## Provided entries
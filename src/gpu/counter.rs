use std::sync::Arc;

use super::buffer::DeviceBuffer;
use super::device::{ComputeDevice, MapIntent, StorageHint, COUNTER_SLOT};
use crate::error::TerrainResult;

/// Single `u32` the extraction kernel atomically increments per triangle
pub struct AtomicCounter {
    buffer: DeviceBuffer,
}

impl AtomicCounter {
    pub fn new(device: Arc<dyn ComputeDevice>) -> TerrainResult<Self> {
        let buffer = DeviceBuffer::with_size(
            device,
            "Triangle Counter",
            COUNTER_SLOT,
            std::mem::size_of::<u32>() as u64,
            StorageHint::Counter,
        )?;
        Ok(Self { buffer })
    }

    /// Zero the counter; leaves it bound
    pub fn reset(&self) -> TerrainResult<()> {
        let mut mapping = self.buffer.map_full(MapIntent::Write)?;
        mapping.as_mut_slice().copy_from_slice(&0u32.to_ne_bytes());
        mapping.unmap()
    }

    /// Current value; leaves it bound
    pub fn read(&self) -> TerrainResult<u32> {
        let mapping = self.buffer.map_full(MapIntent::Read)?;
        let value = mapping.records::<u32>().first().copied().unwrap_or(0);
        mapping.unmap()?;
        Ok(value)
    }

    pub fn bind(&self) -> TerrainResult<()> {
        self.buffer.bind()
    }

    pub fn buffer(&self) -> &DeviceBuffer {
        &self.buffer
    }
}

## Directions
Once you reach the line that contains "pub fn bind(&self)", print it and every line after it exactly as written, stopping at the last line of the records and adding nothing.

## Solution
    pub fn bind(&self) -> TerrainResult<()> {
        self.buffer.bind()
    }

    pub fn buffer(&self) -> &DeviceBuffer {
        &self.buffer
    }
}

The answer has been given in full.